In a similar way, the collaboration had also become more intense with Rainer Tempel in recent times, one of Germany's leading bigband arrangers and composers, who also works for the NDR Bigband. It was with him that Lauer revisited the subject of Sidney Bechet, "and I found myself relating to Siggi Loch's idea as a bigband thing, because Rainer knows how I play and how you can realize a project like that. And because he always totally engrosses himself in every venture he commits to."
And that is something that cannot be overheard on the album "Petite Fleur", which they recorded in four days in the studio. Unmistakable Bechet classics appear in an entirely new light thanks to Lauer's distinctive tone and the multilayered arrangements.
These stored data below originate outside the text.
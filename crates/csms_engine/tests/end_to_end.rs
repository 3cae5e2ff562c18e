use std::sync::Arc;
use std::time::Duration;

use chrono::Utc;
use csms_core::ocpp::{CallResult, OcppMessage, SetChargingProfileRequest};
use csms_core::{
    ChargePointStatus, ChargingGroup, Connector, ConnectorType, DEFAULT_MIN_POWER,
    LoadBalancingStrategy, PowerType, SessionStatus, SessionStore, Station,
};
use csms_engine::{Engine, EngineConfig, EventRecord, EventSink, InMemoryBus, SchedulerConfig};
use serde_json::{Value, json};
use tokio::sync::{broadcast, mpsc};

const GROUP: uuid::Uuid = uuid::Uuid::from_u128(0x30);

fn station(id: &str) -> Station {
    Station {
        station_id: id.into(),
        serial_number: None,
        owner_id: None,
        location: None,
        vendor: None,
        model: None,
        firmware_version: None,
        group_id: Some(GROUP),
        priority: 0,
        enabled: true,
        smart_charging_enabled: true,
        max_power: None,
        status: ChargePointStatus::Pending,
        last_heartbeat: None,
        connectors: vec![Connector {
            idx: 1,
            connector_type: ConnectorType::Type2,
            power_type: PowerType::Ac3Phase,
            max_voltage: None,
            max_amperage: None,
            max_power: 22_000,
            min_power: DEFAULT_MIN_POWER,
            status: ChargePointStatus::Available,
            last_status_at: None,
        }],
    }
}

/// A charge point on the far side of a station link. It accepts every
/// charging profile and reports the limits it was given.
struct SimStation {
    inbound: mpsc::Sender<String>,
    replies: mpsc::UnboundedReceiver<Value>,
    limits: mpsc::UnboundedReceiver<u32>,
}

impl SimStation {
    fn connect(engine: &Engine, station_id: &str) -> Self {
        let mut link = engine.connect(station_id);
        let inbound = link.inbound.clone();
        let (replies_tx, replies) = mpsc::unbounded_channel();
        let (limits_tx, limits) = mpsc::unbounded_channel();
        tokio::spawn(async move {
            while let Some(text) = link.outbound.recv().await {
                match OcppMessage::parse(text.as_bytes()).unwrap() {
                    OcppMessage::Call(call) => {
                        let request: SetChargingProfileRequest = call.parse_payload().unwrap();
                        let limit = request.cs_charging_profiles.charging_schedule
                            .charging_schedule_period[0]
                            .limit;
                        let _ = limits_tx.send(limit as u32);
                        let result =
                            CallResult::new(call.message_id, json!({ "status": "Accepted" }))
                                .unwrap();
                        let bytes = result.to_bytes().unwrap();
                        let _ = link
                            .inbound
                            .send(String::from_utf8(bytes).unwrap())
                            .await;
                    }
                    _ => {
                        let _ = replies_tx.send(serde_json::from_str(&text).unwrap());
                    }
                }
            }
        });
        SimStation {
            inbound,
            replies,
            limits,
        }
    }

    async fn call(&mut self, action: &str, payload: Value) -> Value {
        let id = uuid::Uuid::new_v4().to_string();
        self.inbound
            .send(json!([2, id, action, payload]).to_string())
            .await
            .unwrap();
        let reply = self.replies.recv().await.unwrap();
        assert_eq!(reply[1], id.as_str());
        assert_eq!(reply[0], 3, "{action} answered with {reply}");
        reply[2].clone()
    }

    async fn next_limit(&mut self) -> u32 {
        tokio::time::timeout(Duration::from_secs(5), self.limits.recv())
            .await
            .unwrap()
            .unwrap()
    }
}

async fn next_event(events: &mut broadcast::Receiver<EventRecord>, matches: impl Fn(&EventRecord) -> bool) -> EventRecord {
    loop {
        let record = tokio::time::timeout(Duration::from_secs(5), events.recv())
            .await
            .unwrap()
            .unwrap();
        if matches(&record) {
            return record;
        }
    }
}

#[tokio::test]
async fn test_two_stations_share_a_group() {
    let store = Arc::new(SessionStore::default());
    store.register_group(ChargingGroup {
        id: GROUP,
        name: "Depot".into(),
        max_power: 30_000,
        current_power: 0,
        active: true,
        strategy: LoadBalancingStrategy::RoundRobin,
    });
    store.register_station(station("S1"));
    store.register_station(station("S2"));

    let bus = InMemoryBus::new(256);
    let mut events = bus.subscribe();
    let sink: Arc<dyn EventSink> = Arc::new(bus);
    let config = EngineConfig {
        // Passes are run by hand below
        scheduler: SchedulerConfig {
            interval: Duration::from_secs(3600),
            debounce: Duration::from_secs(3600),
            pass_timeout: Duration::from_secs(10),
        },
        ..EngineConfig::default()
    };
    let engine = Engine::start(config, store.clone(), sink);

    let mut s1 = SimStation::connect(&engine, "S1");
    let mut s2 = SimStation::connect(&engine, "S2");
    for sim in [&mut s1, &mut s2] {
        let boot = sim
            .call(
                "BootNotification",
                json!({"chargePointVendor": "Electra", "chargePointModel": "AC22"}),
            )
            .await;
        assert_eq!(boot["status"], "Accepted");
    }

    let start = |tx: &str, meter: u64| {
        json!({
            "connectorId": 1,
            "idTag": "TAG",
            "meterStart": meter,
            "timestamp": Utc::now(),
            "transactionId": tx
        })
    };
    let reply = s1.call("StartTransaction", start("T1", 1000)).await;
    assert_eq!(reply["idTagInfo"]["status"], "Accepted");
    let reply = s2.call("StartTransaction", start("T2", 500)).await;
    assert_eq!(reply["idTagInfo"]["status"], "Accepted");

    let report = engine.run_pass(GROUP).await.unwrap();
    assert_eq!(report.total, 30_000);
    assert_eq!(s1.next_limit().await, 15_000);
    assert_eq!(s2.next_limit().await, 15_000);
    assert_eq!(store.session("T1").unwrap().allocated_power, Some(15_000));
    assert_eq!(store.session("T2").unwrap().allocated_power, Some(15_000));
    assert_eq!(store.group(GROUP).unwrap().current_power, 30_000);

    s1.call(
        "MeterValues",
        json!({
            "connectorId": 1,
            "transactionId": "T1",
            "meterValue": [{"timestamp": Utc::now(), "sampledValue": [{"value": "1010"}]}]
        }),
    )
    .await;
    assert_eq!(store.session("T1").unwrap().energy, 10);

    s2.call(
        "StopTransaction",
        json!({"transactionId": "T2", "meterStop": 550, "timestamp": Utc::now()}),
    )
    .await;
    let t2 = store.session("T2").unwrap();
    assert_eq!(t2.status, SessionStatus::Completed);
    assert_eq!(t2.energy, 50);

    let report = engine.run_pass(GROUP).await.unwrap();
    assert_eq!(report.total, 22_000);
    assert_eq!(s1.next_limit().await, 22_000);
    assert_eq!(store.session("T1").unwrap().allocated_power, Some(22_000));
    assert_eq!(
        store.session("T1").unwrap().status,
        SessionStatus::Active
    );

    let ended = next_event(&mut events, |r| r.payload["eventType"] == "SESSION_ENDED").await;
    assert_eq!(ended.key, "S2");
    assert_eq!(ended.payload["transactionId"], "T2");
    assert_eq!(ended.payload["energy"], 50);
    let command = next_event(&mut events, |r| {
        r.topic == csms_core::POWER_DISTRIBUTION_TOPIC && r.payload["powerLimit"] == 22_000
    })
    .await;
    assert_eq!(command.key, "S1");
    assert_eq!(command.payload["reason"], "LOAD_BALANCING");

    engine.shutdown();
}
It all begins with the soprano saxophone, because even though most know Lauer as a tenor saxophonist: "I played an incredible amount of soprano in the HR Jazz Ensemble, and occupied myself with it intensively," he says. Sidney Bechet's typical vibrato is replaced by Lauer's intense and expressive sound, which can draw long lines just as readily as swirling garlands. "It wouldn't make any sense to copy Bechet," Lauer explains. "It's about finding out how it interacts with your own world, and what energy is borne of that."
And so Bechet's sound cosmos is given new clothes, with Lauer, Tempel and the NDR Bigband intelligently and profoundly interpreting the contrasts that lie between the lines in these catchy and emotional tunes: on standards that Bechet lent his inimitable signature to, such as Harry Barris' "Wrap Your Troubles In Dreams" and "On The Sunny Side Of The Street"; but even more so on his own famous songs from his Paris period, from the title track "Petite Fleur" to "Les Oignons" through to the Magrebinian-influenced "Casbah - Song of the Medina". Right from the intro, Tempel's mastery can be heard, letting the NDR Bigband take paths that branch off the streets of Antibes - "Dans Les Rues D'Antibes" -, only to have Lauer's saxophone artistically entice them back onto main street again. And even for Lauer, "Si Tu Vois Ma Mere" is the best proof "of the incredible power of these almost forgotten works. They are really catchy, and yet at the same time artistic."
"We tried out a lot more songs than could go onto the CD," Lauer recalls, but one surprise, Fats Waller's "Honeysuckle Rose", is on the album, and it has its own special relevance: "Early on in my career, I was supposed to play that in an old-time ensemble. I turned up at the rehearsal, played it the way I'd learned it, garnered disapproving frowns and never went there again. It didn't work at all, and now I wanted to make up for that – doing it my way." "Petite Fleur" is the best proof of how worthwhile it is to rediscover tradition from time to time, just as one recaptures one's own biography.